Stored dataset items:
'''

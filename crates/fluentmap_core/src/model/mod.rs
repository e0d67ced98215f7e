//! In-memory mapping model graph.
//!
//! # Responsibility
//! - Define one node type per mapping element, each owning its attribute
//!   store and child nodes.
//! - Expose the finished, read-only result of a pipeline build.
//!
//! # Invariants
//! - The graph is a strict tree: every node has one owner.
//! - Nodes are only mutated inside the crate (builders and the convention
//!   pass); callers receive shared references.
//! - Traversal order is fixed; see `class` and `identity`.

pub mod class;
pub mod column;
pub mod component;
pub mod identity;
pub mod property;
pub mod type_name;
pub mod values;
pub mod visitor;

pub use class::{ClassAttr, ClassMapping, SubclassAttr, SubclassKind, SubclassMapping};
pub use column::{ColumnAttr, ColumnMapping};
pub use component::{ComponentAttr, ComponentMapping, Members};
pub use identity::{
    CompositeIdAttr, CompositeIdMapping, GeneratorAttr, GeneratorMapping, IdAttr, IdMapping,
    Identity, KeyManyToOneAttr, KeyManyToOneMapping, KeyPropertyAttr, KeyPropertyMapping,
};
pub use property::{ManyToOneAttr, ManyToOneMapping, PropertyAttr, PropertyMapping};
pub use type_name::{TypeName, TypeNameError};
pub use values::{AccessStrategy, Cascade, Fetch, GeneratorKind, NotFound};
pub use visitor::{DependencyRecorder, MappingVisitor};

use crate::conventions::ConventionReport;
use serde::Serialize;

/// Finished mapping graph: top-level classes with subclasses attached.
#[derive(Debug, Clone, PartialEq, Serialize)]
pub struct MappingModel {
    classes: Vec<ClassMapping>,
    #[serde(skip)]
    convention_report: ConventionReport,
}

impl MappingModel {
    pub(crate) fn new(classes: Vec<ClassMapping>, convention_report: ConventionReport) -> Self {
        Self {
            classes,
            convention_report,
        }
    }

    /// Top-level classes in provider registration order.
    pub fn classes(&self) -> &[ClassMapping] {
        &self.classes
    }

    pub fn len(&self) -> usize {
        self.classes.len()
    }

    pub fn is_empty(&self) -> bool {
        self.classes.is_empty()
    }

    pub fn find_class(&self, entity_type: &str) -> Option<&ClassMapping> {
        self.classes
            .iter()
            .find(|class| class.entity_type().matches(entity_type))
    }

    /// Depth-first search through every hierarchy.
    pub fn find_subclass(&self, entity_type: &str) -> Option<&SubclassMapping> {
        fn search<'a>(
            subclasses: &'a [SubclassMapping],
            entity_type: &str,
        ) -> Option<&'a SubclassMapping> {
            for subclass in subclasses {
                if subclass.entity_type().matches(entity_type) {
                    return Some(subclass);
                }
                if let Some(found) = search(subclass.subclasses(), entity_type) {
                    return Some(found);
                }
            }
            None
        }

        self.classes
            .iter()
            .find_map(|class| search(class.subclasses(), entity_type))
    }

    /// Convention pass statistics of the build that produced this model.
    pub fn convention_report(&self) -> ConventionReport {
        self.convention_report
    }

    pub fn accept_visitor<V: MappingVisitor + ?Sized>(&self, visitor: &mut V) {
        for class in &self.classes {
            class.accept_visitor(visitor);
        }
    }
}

'''

Task statement ▸
Reproduce all of the data above, exactly and without omission.

Result of this exercise ▸
filename crates/fluentmap_core/src/model/mod.rs
repository e0d67ced98215f7e
//! In-memory mapping model graph.
//!
//! # Responsibility
//! - Define one node type per mapping element, each owning its attribute
//!   store and child nodes.
//! - Expose the finished, read-only result of a pipeline build.
//!
//! # Invariants
//! - The graph is a strict tree: every node has one owner.
//! - Nodes are only mutated inside the crate (builders and the convention
//!   pass); callers receive shared references.
//! - Traversal order is fixed; see `class` and `identity`.

pub mod class;
pub mod column;
pub mod component;
pub mod identity;
pub mod property;
pub mod type_name;
pub mod values;
pub mod visitor;

pub use class::{ClassAttr, ClassMapping, SubclassAttr, SubclassKind, SubclassMapping};
pub use column::{ColumnAttr, ColumnMapping};
pub use component::{ComponentAttr, ComponentMapping, Members};
pub use identity::{
    CompositeIdAttr, CompositeIdMapping, GeneratorAttr, GeneratorMapping, IdAttr, IdMapping,
    Identity, KeyManyToOneAttr, KeyManyToOneMapping, KeyPropertyAttr, KeyPropertyMapping,
};
pub use property::{ManyToOneAttr, ManyToOneMapping, PropertyAttr, PropertyMapping};
pub use type_name::{TypeName, TypeNameError};
pub use values::{AccessStrategy, Cascade, Fetch, GeneratorKind, NotFound};
pub use visitor::{DependencyRecorder, MappingVisitor};

use crate::conventions::ConventionReport;
use serde::Serialize;

/// Finished mapping graph: top-level classes with subclasses attached.
#[derive(Debug, Clone, PartialEq, Serialize)]
pub struct MappingModel {
    classes: Vec<ClassMapping>,
    #[serde(skip)]
    convention_report: ConventionReport,
}

impl MappingModel {
    pub(crate) fn new(classes: Vec<ClassMapping>, convention_report: ConventionReport) -> Self {
        Self {
            classes,
            convention_report,
        }
    }

    /// Top-level classes in provider registration order.
    pub fn classes(&self) -> &[ClassMapping] {
        &self.classes
    }

    pub fn len(&self) -> usize {
        self.classes.len()
    }

    pub fn is_empty(&self) -> bool {
        self.classes.is_empty()
    }

    pub fn find_class(&self, entity_type: &str) -> Option<&ClassMapping> {
        self.classes
            .iter()
            .find(|class| class.entity_type().matches(entity_type))
    }

    /// Depth-first search through every hierarchy.
    pub fn find_subclass(&self, entity_type: &str) -> Option<&SubclassMapping> {
        fn search<'a>(
            subclasses: &'a [SubclassMapping],
            entity_type: &str,
        ) -> Option<&'a SubclassMapping> {
            for subclass in subclasses {
                if subclass.entity_type().matches(entity_type) {
                    return Some(subclass);
                }
                if let Some(found) = search(subclass.subclasses(), entity_type) {
                    return Some(found);
                }
            }
            None
        }

        self.classes
            .iter()
            .find_map(|class| search(class.subclasses(), entity_type))
    }

    /// Convention pass statistics of the build that produced this model.
    pub fn convention_report(&self) -> ConventionReport {
        self.convention_report
    }

    pub fn accept_visitor<V: MappingVisitor + ?Sized>(&self, visitor: &mut V) {
        for class in &self.classes {
            class.accept_visitor(visitor);
        }
    }
}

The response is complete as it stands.